In recent years, most of the concern about flows into the Chesapeake have focused on a series of unusually high spring flows that flood the Bay not only with water, but also with high loads of sediment and algae-producing nutrients.

But severe low flows raise their own concerns.

In an estuary such as the Chesapeake Bay, freshwater from rivers mixes with saltwater from the ocean, creating a series of zones with different levels of salinity — areas near the mouth of the Chesapeake have high salinities, while areas up the Bay and its rivers gradually turn fresh.

This makes the Bay very productive. Some species that rely on certain levels of salt water live in different parts of the Bay, while other species, such as fish and crabs, may migrate from area to area during different stages of their lives in search of food.

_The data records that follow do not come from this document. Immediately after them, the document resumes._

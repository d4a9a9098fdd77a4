//! HTTP client for the remote assistant `/chat` endpoint.

use serde::{Deserialize, Serialize};
use serde_json::Value;
use thiserror::Error;

/// Request body for the assistant backend.
///
/// Every field is optional and serialized only when present.
#[derive(Debug, Clone, PartialEq, Eq, Serialize)]
pub struct ChatRequest {
    /// Base64-encoded image bytes, without any data-URL prefix.
    #[serde(skip_serializing_if = "Option::is_none")]
    pub raw_image: Option<String>,
    /// User message text.
    #[serde(skip_serializing_if = "Option::is_none")]
    pub message: Option<String>,
    /// Session id echoed from an earlier reply, if any.
    #[serde(skip_serializing_if = "Option::is_none")]
    pub session_id: Option<String>,
}

impl ChatRequest {
    /// Build the outgoing request from composer state.
    ///
    /// Returns `None` when there is nothing to send: text that is empty or
    /// whitespace-only and no attached image. Whitespace-only text with an
    /// image attached still sends, but without a `message` field.
    #[must_use]
    pub fn compose(
        text: &str,
        raw_image: Option<String>,
        session_id: Option<String>,
    ) -> Option<Self> {
        let has_text = !text.trim().is_empty();
        if !has_text && raw_image.is_none() {
            return None;
        }

        Some(Self {
            raw_image,
            message: has_text.then(|| text.to_string()),
            session_id,
        })
    }
}

/// Successful reply from the assistant backend.
#[derive(Debug, Clone, Deserialize)]
pub struct ChatReply {
    /// Server-issued conversation token, echoed on the next request.
    pub session_id: String,
    /// Opaque reply payload; see [`ParsedReply`](crate::chat::ParsedReply).
    pub response: String,
}

/// Failure talking to the assistant backend.
#[derive(Debug, Error)]
pub enum BackendError {
    /// Transport failure or undecodable success body.
    #[error("backend request failed: {0}")]
    Transport(#[from] reqwest::Error),
    /// Non-2xx status from the backend.
    #[error("backend returned {status}")]
    Status {
        status: reqwest::StatusCode,
        /// `detail` field from the error body, when one could be read.
        detail: Option<String>,
    },
}

impl BackendError {
    /// The message shown in the conversation for this failure.
    #[must_use]
    pub fn user_message(&self) -> String {
        match self {
            Self::Status {
                detail: Some(detail),
                ..
            } => format!("Error: {detail}"),
            _ => "Error: Unknown error occurred".to_string(),
        }
    }
}

/// Client for the assistant backend's `/chat` endpoint.
///
/// One round-trip per submit; no retry and no request timeout.
#[derive(Debug, Clone)]
pub struct BackendClient {
    http: reqwest::Client,
    chat_url: String,
}

impl BackendClient {
    /// Create a client posting to the given `/chat` URL.
    #[must_use]
    pub fn new(chat_url: impl Into<String>) -> Self {
        Self {
            http: reqwest::Client::new(),
            chat_url: chat_url.into(),
        }
    }

    /// The configured endpoint URL.
    #[must_use]
    pub fn chat_url(&self) -> &str {
        &self.chat_url
    }

    /// Post one chat turn and decode the reply.
    ///
    /// On a non-2xx status the error body's `detail` field is read
    /// defensively; an unexpected error shape simply yields no detail.
    pub async fn send(&self, request: &ChatRequest) -> Result<ChatReply, BackendError> {
        let response = self.http.post(&self.chat_url).json(request).send().await?;

        let status = response.status();
        if !status.is_success() {
            let detail = response
                .json::<Value>()
                .await
                .ok()
                .as_ref()
                .and_then(|body| body.get("detail"))
                .and_then(Value::as_str)
                .map(ToString::to_string);
            return Err(BackendError::Status { status, detail });
        }

        Ok(response.json::<ChatReply>().await?)
    }
}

Salinity levels in the Bay vary naturally from season to season, and year to year, based on the amount of freshwater that flows in from rivers. But declines in the amount of freshwater could change salinity patterns, particularly late in the year, allowing saltwater to more frequently — and for longer periods of time — enter areas that are predominantly fresh.

A report two years ago from the Susquehanna River Basin Commission warned that future reductions in flows from the Susquehanna could aggravate the decline of some Bay species, such as oysters. “The attainment of the goals of the [Chesapeake Bay Program] may depend on maintaining freshwater inflows from the Susquehanna River,” the report said.

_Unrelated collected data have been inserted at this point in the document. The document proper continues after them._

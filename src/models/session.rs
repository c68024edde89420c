use crate::utils::format_eth_address;

/// Wallet connection state mirrored from the injected provider.
///
/// Mutated only by the session manager's operations; the display layer
/// holds shared read access through the manager's signal.
#[derive(Clone, Debug, Default, PartialEq)]
pub struct WalletSession {
    /// Currently connected account, `None` when disconnected.
    pub address: Option<String>,
    /// Decimal chain id of the connected provider.
    pub network_id: Option<u64>,
    /// Native-currency balance of `address` as of the last successful
    /// session fetch, formatted as a decimal string.
    pub balance: Option<String>,
    /// True only while a connect call is in flight.
    pub connecting: bool,
}

impl WalletSession {
    /// Check if a wallet account is connected.
    pub fn is_connected(&self) -> bool {
        self.address.is_some()
    }

    /// Reset to the disconnected state.
    pub fn clear(&mut self) {
        *self = Self::default();
    }

    /// Format the session owner for display (0x1234...5678).
    pub fn display_name(&self) -> String {
        match &self.address {
            Some(address) => format_eth_address(address),
            None if self.connecting => "connecting...".to_string(),
            None => "guest".to_string(),
        }
    }
}

#[cfg(test)]
mod tests {
    use super::*;

    #[test]
    fn test_default_state() {
        let session = WalletSession::default();
        assert!(!session.is_connected());
        assert!(!session.connecting);
        assert_eq!(session.network_id, None);
        assert_eq!(session.balance, None);
        assert_eq!(session.display_name(), "guest");
    }

    #[test]
    fn test_connecting_state() {
        let session = WalletSession {
            connecting: true,
            ..Default::default()
        };
        assert!(!session.is_connected());
        assert_eq!(session.display_name(), "connecting...");
    }

    #[test]
    fn test_connected_state() {
        let session = WalletSession {
            address: Some("0x1234567890123456789012345678901234567890".to_string()),
            network_id: Some(1),
            balance: Some("2.5".to_string()),
            connecting: false,
        };
        assert!(session.is_connected());
        assert_eq!(session.display_name(), "0x1234...7890");
    }

    #[test]
    fn test_connected_short_address() {
        let session = WalletSession {
            address: Some("0x1234".to_string()),
            ..Default::default()
        };
        assert_eq!(session.display_name(), "0x1234");
    }

    #[test]
    fn test_clear_is_idempotent() {
        let mut session = WalletSession {
            address: Some("0x1234567890123456789012345678901234567890".to_string()),
            network_id: Some(137),
            balance: Some("1.0".to_string()),
            connecting: false,
        };
        session.clear();
        assert_eq!(session, WalletSession::default());
        session.clear();
        assert_eq!(session, WalletSession::default());
    }
}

It wasn’t the first report to raise such concerns. In 1984, the Army Corps of Engineers released what is considered to be the most comprehensive examination of the potential effects of future low flow conditions on the Bay.

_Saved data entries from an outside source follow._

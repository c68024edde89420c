//! Toast notification feed.
//!
//! The notification channel between the session manager and the display
//! layer: operations push notices here, the toast overlay decides how to
//! render them.

use leptos::prelude::*;

use crate::config::MAX_NOTICES;
use crate::models::Notice;

/// Bounded reactive feed of toast notifications.
///
/// # Note
///
/// This struct is `Copy` because it only wraps a Leptos signal; copies
/// share the same underlying feed.
#[derive(Clone, Copy)]
pub struct NoticeFeed {
    notices: RwSignal<Vec<Notice>>,
}

impl NoticeFeed {
    pub fn new() -> Self {
        Self {
            notices: RwSignal::new(Vec::new()),
        }
    }

    /// Read handle for the display layer.
    pub fn notices(&self) -> RwSignal<Vec<Notice>> {
        self.notices
    }

    /// Append a notice, dropping the oldest beyond `MAX_NOTICES`.
    pub fn push(&self, notice: Notice) {
        self.notices.update(|list| {
            list.push(notice);
            if list.len() > MAX_NOTICES {
                let excess = list.len() - MAX_NOTICES;
                list.drain(..excess);
            }
        });
    }

    pub fn info(&self, message: impl Into<String>) {
        self.push(Notice::info(message));
    }

    pub fn success(&self, message: impl Into<String>) {
        self.push(Notice::success(message));
    }

    pub fn error(&self, message: impl Into<String>) {
        self.push(Notice::error(message));
    }

    /// Remove a notice by ID (auto-dismiss timer or user click).
    pub fn dismiss(&self, id: usize) {
        self.notices.update(|list| list.retain(|n| n.id != id));
    }
}

impl Default for NoticeFeed {
    fn default() -> Self {
        Self::new()
    }
}

#[cfg(test)]
mod tests {
    use super::*;

    fn feed() -> (Owner, NoticeFeed) {
        let owner = Owner::new();
        owner.set();
        (owner, NoticeFeed::new())
    }

    #[test]
    fn test_push_and_dismiss() {
        let (_owner, feed) = feed();
        feed.error("boom");
        feed.info("hello");

        let notices = feed.notices().get_untracked();
        assert_eq!(notices.len(), 2);
        assert_eq!(notices[0].message, "boom");

        feed.dismiss(notices[0].id);
        let notices = feed.notices().get_untracked();
        assert_eq!(notices.len(), 1);
        assert_eq!(notices[0].message, "hello");
    }

    #[test]
    fn test_oldest_notices_are_dropped_beyond_cap() {
        let (_owner, feed) = feed();
        for i in 0..MAX_NOTICES + 2 {
            feed.info(format!("notice {i}"));
        }

        let notices = feed.notices().get_untracked();
        assert_eq!(notices.len(), MAX_NOTICES);
        assert_eq!(notices[0].message, "notice 2");
    }

    #[test]
    fn test_dismissing_unknown_id_is_a_noop() {
        let (_owner, feed) = feed();
        feed.info("kept");
        feed.dismiss(usize::MAX);
        assert_eq!(feed.notices().get_untracked().len(), 1);
    }
}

Its report warned that by 2020 an “an alarming portion of the freshwater inflow to Chesapeake Bay will be lost through consumptive use of water.”

That could have a variety of far-reaching impacts, the report said, such as changing circulation patterns in the Chesapeake. But it focused mainly on the most obvious consequence of lower freshwater flows: increasing salinity.

By 2020, anywhere from 30 percent to 50 percent of all the freshwater flow that normally would go into the Bay in the late summer months could, under various drought conditions, be lost because of consumptive use. This could cause salinities to be 2 to 4 parts per thousands or more higher than their long-term average, the report said.

Saltwater would increasingly penetrate areas of the Bay that are almost always fresh, the report predicted. Fresh water areas of the Bay can be moved 5 to 20 miles upstream during droughts, but during future droughts they could move 40 miles in some places.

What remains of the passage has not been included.